> **Task inputs**:
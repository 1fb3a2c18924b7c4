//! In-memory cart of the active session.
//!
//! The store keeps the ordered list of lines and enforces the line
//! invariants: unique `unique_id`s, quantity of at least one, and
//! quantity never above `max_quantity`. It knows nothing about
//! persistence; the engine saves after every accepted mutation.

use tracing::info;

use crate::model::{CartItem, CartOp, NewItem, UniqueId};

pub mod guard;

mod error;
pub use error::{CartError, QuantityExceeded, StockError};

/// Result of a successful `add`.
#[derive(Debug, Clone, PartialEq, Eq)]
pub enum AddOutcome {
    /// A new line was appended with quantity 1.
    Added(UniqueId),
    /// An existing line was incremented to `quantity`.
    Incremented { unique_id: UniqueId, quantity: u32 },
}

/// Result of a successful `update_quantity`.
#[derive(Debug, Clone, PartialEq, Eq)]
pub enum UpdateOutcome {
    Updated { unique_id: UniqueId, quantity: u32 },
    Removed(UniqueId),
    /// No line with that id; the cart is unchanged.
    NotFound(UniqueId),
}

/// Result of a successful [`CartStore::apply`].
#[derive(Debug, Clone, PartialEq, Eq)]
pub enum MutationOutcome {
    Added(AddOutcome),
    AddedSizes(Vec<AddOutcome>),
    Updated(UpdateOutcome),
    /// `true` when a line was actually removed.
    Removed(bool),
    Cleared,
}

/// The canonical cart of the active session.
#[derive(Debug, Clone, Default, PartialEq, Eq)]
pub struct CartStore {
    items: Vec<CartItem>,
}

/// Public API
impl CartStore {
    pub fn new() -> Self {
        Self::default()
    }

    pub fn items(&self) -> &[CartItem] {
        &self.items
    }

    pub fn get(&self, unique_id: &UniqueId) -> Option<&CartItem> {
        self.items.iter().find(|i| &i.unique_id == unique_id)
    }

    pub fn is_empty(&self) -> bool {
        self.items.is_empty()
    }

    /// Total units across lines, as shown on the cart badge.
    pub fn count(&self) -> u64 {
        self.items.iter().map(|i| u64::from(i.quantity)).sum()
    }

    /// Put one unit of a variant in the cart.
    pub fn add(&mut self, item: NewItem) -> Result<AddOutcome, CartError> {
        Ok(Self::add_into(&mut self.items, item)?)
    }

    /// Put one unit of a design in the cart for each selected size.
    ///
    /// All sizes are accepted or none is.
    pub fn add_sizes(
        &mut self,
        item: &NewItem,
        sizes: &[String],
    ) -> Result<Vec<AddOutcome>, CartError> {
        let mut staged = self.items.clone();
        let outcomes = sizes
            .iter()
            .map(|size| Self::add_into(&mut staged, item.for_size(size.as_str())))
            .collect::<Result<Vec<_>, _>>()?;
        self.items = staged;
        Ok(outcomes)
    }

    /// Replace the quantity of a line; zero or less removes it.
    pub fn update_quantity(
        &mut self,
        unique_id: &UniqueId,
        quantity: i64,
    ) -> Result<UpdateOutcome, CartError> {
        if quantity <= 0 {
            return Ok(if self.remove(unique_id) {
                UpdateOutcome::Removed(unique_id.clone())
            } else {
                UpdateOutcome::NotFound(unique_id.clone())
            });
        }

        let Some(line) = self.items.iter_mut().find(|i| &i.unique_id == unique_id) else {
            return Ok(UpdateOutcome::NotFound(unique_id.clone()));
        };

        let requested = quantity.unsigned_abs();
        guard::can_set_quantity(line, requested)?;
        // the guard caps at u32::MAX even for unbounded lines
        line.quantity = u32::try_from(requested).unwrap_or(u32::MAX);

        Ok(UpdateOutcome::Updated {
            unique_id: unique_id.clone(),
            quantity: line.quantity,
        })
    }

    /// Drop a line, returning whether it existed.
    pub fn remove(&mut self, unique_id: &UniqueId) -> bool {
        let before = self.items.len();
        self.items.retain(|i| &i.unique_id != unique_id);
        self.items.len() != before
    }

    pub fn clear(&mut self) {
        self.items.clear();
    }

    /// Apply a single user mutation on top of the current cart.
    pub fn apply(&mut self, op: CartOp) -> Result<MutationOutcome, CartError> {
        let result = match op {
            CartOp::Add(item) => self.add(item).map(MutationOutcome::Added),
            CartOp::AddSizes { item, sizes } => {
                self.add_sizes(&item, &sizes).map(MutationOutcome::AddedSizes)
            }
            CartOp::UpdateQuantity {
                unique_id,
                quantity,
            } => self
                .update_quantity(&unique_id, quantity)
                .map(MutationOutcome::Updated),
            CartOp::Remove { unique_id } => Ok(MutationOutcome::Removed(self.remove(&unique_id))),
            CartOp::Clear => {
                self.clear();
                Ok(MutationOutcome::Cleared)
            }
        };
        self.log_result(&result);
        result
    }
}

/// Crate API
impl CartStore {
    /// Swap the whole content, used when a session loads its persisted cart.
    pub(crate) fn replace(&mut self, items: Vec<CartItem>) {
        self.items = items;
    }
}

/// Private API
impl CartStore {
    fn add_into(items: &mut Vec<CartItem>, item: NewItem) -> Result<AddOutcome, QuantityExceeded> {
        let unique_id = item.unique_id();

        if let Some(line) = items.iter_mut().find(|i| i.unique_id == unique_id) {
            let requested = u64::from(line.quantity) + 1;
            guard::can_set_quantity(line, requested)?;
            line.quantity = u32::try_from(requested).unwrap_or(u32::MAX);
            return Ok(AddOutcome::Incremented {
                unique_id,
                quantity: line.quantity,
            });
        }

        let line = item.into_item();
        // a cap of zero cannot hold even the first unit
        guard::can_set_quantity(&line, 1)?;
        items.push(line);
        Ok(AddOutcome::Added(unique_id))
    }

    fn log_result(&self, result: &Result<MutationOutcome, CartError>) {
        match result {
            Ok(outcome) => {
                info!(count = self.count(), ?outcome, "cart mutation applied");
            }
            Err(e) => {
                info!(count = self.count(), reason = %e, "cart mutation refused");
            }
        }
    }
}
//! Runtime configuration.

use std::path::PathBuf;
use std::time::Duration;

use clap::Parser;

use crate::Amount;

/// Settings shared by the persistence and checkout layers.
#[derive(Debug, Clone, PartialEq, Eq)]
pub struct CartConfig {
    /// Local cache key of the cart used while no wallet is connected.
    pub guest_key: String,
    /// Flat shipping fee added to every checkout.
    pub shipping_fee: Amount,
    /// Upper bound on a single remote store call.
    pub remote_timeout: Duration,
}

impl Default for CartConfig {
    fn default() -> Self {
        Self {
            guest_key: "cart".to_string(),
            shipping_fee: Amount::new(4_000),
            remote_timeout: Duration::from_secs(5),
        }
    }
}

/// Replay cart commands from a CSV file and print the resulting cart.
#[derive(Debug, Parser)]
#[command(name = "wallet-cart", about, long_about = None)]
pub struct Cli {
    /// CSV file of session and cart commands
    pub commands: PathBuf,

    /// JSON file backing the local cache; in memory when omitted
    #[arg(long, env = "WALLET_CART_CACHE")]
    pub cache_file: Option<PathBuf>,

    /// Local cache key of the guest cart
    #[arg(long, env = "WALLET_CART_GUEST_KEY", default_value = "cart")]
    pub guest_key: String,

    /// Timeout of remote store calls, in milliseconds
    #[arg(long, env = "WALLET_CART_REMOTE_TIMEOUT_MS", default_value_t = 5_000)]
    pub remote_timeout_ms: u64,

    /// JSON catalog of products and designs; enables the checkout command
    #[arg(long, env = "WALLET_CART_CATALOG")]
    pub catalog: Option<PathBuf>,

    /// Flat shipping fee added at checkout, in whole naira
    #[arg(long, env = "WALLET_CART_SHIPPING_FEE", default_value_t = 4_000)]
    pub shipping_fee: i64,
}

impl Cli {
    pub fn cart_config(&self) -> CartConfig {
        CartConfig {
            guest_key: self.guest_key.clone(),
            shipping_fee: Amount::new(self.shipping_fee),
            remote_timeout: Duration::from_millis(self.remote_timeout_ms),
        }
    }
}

> **Exercise instructions**: The reply should contain all of the entries exactly as shown above.

> **Response to the task**:
repository 1fb3a2c18924b7c4
//! In-memory cart of the active session.
//!
//! The store keeps the ordered list of lines and enforces the line
//! invariants: unique `unique_id`s, quantity of at least one, and
//! quantity never above `max_quantity`. It knows nothing about
//! persistence; the engine saves after every accepted mutation.

use tracing::info;

use crate::model::{CartItem, CartOp, NewItem, UniqueId};

pub mod guard;

mod error;
pub use error::{CartError, QuantityExceeded, StockError};

/// Result of a successful `add`.
#[derive(Debug, Clone, PartialEq, Eq)]
pub enum AddOutcome {
    /// A new line was appended with quantity 1.
    Added(UniqueId),
    /// An existing line was incremented to `quantity`.
    Incremented { unique_id: UniqueId, quantity: u32 },
}

/// Result of a successful `update_quantity`.
#[derive(Debug, Clone, PartialEq, Eq)]
pub enum UpdateOutcome {
    Updated { unique_id: UniqueId, quantity: u32 },
    Removed(UniqueId),
    /// No line with that id; the cart is unchanged.
    NotFound(UniqueId),
}

/// Result of a successful [`CartStore::apply`].
#[derive(Debug, Clone, PartialEq, Eq)]
pub enum MutationOutcome {
    Added(AddOutcome),
    AddedSizes(Vec<AddOutcome>),
    Updated(UpdateOutcome),
    /// `true` when a line was actually removed.
    Removed(bool),
    Cleared,
}

/// The canonical cart of the active session.
#[derive(Debug, Clone, Default, PartialEq, Eq)]
pub struct CartStore {
    items: Vec<CartItem>,
}

/// Public API
impl CartStore {
    pub fn new() -> Self {
        Self::default()
    }

    pub fn items(&self) -> &[CartItem] {
        &self.items
    }

    pub fn get(&self, unique_id: &UniqueId) -> Option<&CartItem> {
        self.items.iter().find(|i| &i.unique_id == unique_id)
    }

    pub fn is_empty(&self) -> bool {
        self.items.is_empty()
    }

    /// Total units across lines, as shown on the cart badge.
    pub fn count(&self) -> u64 {
        self.items.iter().map(|i| u64::from(i.quantity)).sum()
    }

    /// Put one unit of a variant in the cart.
    pub fn add(&mut self, item: NewItem) -> Result<AddOutcome, CartError> {
        Ok(Self::add_into(&mut self.items, item)?)
    }

    /// Put one unit of a design in the cart for each selected size.
    ///
    /// All sizes are accepted or none is.
    pub fn add_sizes(
        &mut self,
        item: &NewItem,
        sizes: &[String],
    ) -> Result<Vec<AddOutcome>, CartError> {
        let mut staged = self.items.clone();
        let outcomes = sizes
            .iter()
            .map(|size| Self::add_into(&mut staged, item.for_size(size.as_str())))
            .collect::<Result<Vec<_>, _>>()?;
        self.items = staged;
        Ok(outcomes)
    }

    /// Replace the quantity of a line; zero or less removes it.
    pub fn update_quantity(
        &mut self,
        unique_id: &UniqueId,
        quantity: i64,
    ) -> Result<UpdateOutcome, CartError> {
        if quantity <= 0 {
            return Ok(if self.remove(unique_id) {
                UpdateOutcome::Removed(unique_id.clone())
            } else {
                UpdateOutcome::NotFound(unique_id.clone())
            });
        }

        let Some(line) = self.items.iter_mut().find(|i| &i.unique_id == unique_id) else {
            return Ok(UpdateOutcome::NotFound(unique_id.clone()));
        };

        let requested = quantity.unsigned_abs();
        guard::can_set_quantity(line, requested)?;
        // the guard caps at u32::MAX even for unbounded lines
        line.quantity = u32::try_from(requested).unwrap_or(u32::MAX);

        Ok(UpdateOutcome::Updated {
            unique_id: unique_id.clone(),
            quantity: line.quantity,
        })
    }

    /// Drop a line, returning whether it existed.
    pub fn remove(&mut self, unique_id: &UniqueId) -> bool {
        let before = self.items.len();
        self.items.retain(|i| &i.unique_id != unique_id);
        self.items.len() != before
    }

    pub fn clear(&mut self) {
        self.items.clear();
    }

    /// Apply a single user mutation on top of the current cart.
    pub fn apply(&mut self, op: CartOp) -> Result<MutationOutcome, CartError> {
        let result = match op {
            CartOp::Add(item) => self.add(item).map(MutationOutcome::Added),
            CartOp::AddSizes { item, sizes } => {
                self.add_sizes(&item, &sizes).map(MutationOutcome::AddedSizes)
            }
            CartOp::UpdateQuantity {
                unique_id,
                quantity,
            } => self
                .update_quantity(&unique_id, quantity)
                .map(MutationOutcome::Updated),
            CartOp::Remove { unique_id } => Ok(MutationOutcome::Removed(self.remove(&unique_id))),
            CartOp::Clear => {
                self.clear();
                Ok(MutationOutcome::Cleared)
            }
        };
        self.log_result(&result);
        result
    }
}

/// Crate API
impl CartStore {
    /// Swap the whole content, used when a session loads its persisted cart.
    pub(crate) fn replace(&mut self, items: Vec<CartItem>) {
        self.items = items;
    }
}

/// Private API
impl CartStore {
    fn add_into(items: &mut Vec<CartItem>, item: NewItem) -> Result<AddOutcome, QuantityExceeded> {
        let unique_id = item.unique_id();

        if let Some(line) = items.iter_mut().find(|i| i.unique_id == unique_id) {
            let requested = u64::from(line.quantity) + 1;
            guard::can_set_quantity(line, requested)?;
            line.quantity = u32::try_from(requested).unwrap_or(u32::MAX);
            return Ok(AddOutcome::Incremented {
                unique_id,
                quantity: line.quantity,
            });
        }

        let line = item.into_item();
        // a cap of zero cannot hold even the first unit
        guard::can_set_quantity(&line, 1)?;
        items.push(line);
        Ok(AddOutcome::Added(unique_id))
    }

    fn log_result(&self, result: &Result<MutationOutcome, CartError>) {
        match result {
            Ok(outcome) => {
                info!(count = self.count(), ?outcome, "cart mutation applied");
            }
            Err(e) => {
                info!(count = self.count(), reason = %e, "cart mutation refused");
            }
        }
    }
}
//! Runtime configuration.

use std::path::PathBuf;
use std::time::Duration;

use clap::Parser;

use crate::Amount;

/// Settings shared by the persistence and checkout layers.
#[derive(Debug, Clone, PartialEq, Eq)]
pub struct CartConfig {
    /// Local cache key of the cart used while no wallet is connected.
    pub guest_key: String,
    /// Flat shipping fee added to every checkout.
    pub shipping_fee: Amount,
    /// Upper bound on a single remote store call.
    pub remote_timeout: Duration,
}

impl Default for CartConfig {
    fn default() -> Self {
        Self {
            guest_key: "cart".to_string(),
            shipping_fee: Amount::new(4_000),
            remote_timeout: Duration::from_secs(5),
        }
    }
}

/// Replay cart commands from a CSV file and print the resulting cart.
#[derive(Debug, Parser)]
#[command(name = "wallet-cart", about, long_about = None)]
pub struct Cli {
    /// CSV file of session and cart commands
    pub commands: PathBuf,

    /// JSON file backing the local cache; in memory when omitted
    #[arg(long, env = "WALLET_CART_CACHE")]
    pub cache_file: Option<PathBuf>,

    /// Local cache key of the guest cart
    #[arg(long, env = "WALLET_CART_GUEST_KEY", default_value = "cart")]
    pub guest_key: String,

    /// Timeout of remote store calls, in milliseconds
    #[arg(long, env = "WALLET_CART_REMOTE_TIMEOUT_MS", default_value_t = 5_000)]
    pub remote_timeout_ms: u64,

    /// JSON catalog of products and designs; enables the checkout command
    #[arg(long, env = "WALLET_CART_CATALOG")]
    pub catalog: Option<PathBuf>,

    /// Flat shipping fee added at checkout, in whole naira
    #[arg(long, env = "WALLET_CART_SHIPPING_FEE", default_value_t = 4_000)]
    pub shipping_fee: i64,
}

impl Cli {
    pub fn cart_config(&self) -> CartConfig {
        CartConfig {
            guest_key: self.guest_key.clone(),
            shipping_fee: Amount::new(self.shipping_fee),
            remote_timeout: Duration::from_millis(self.remote_timeout_ms),
        }
    }
}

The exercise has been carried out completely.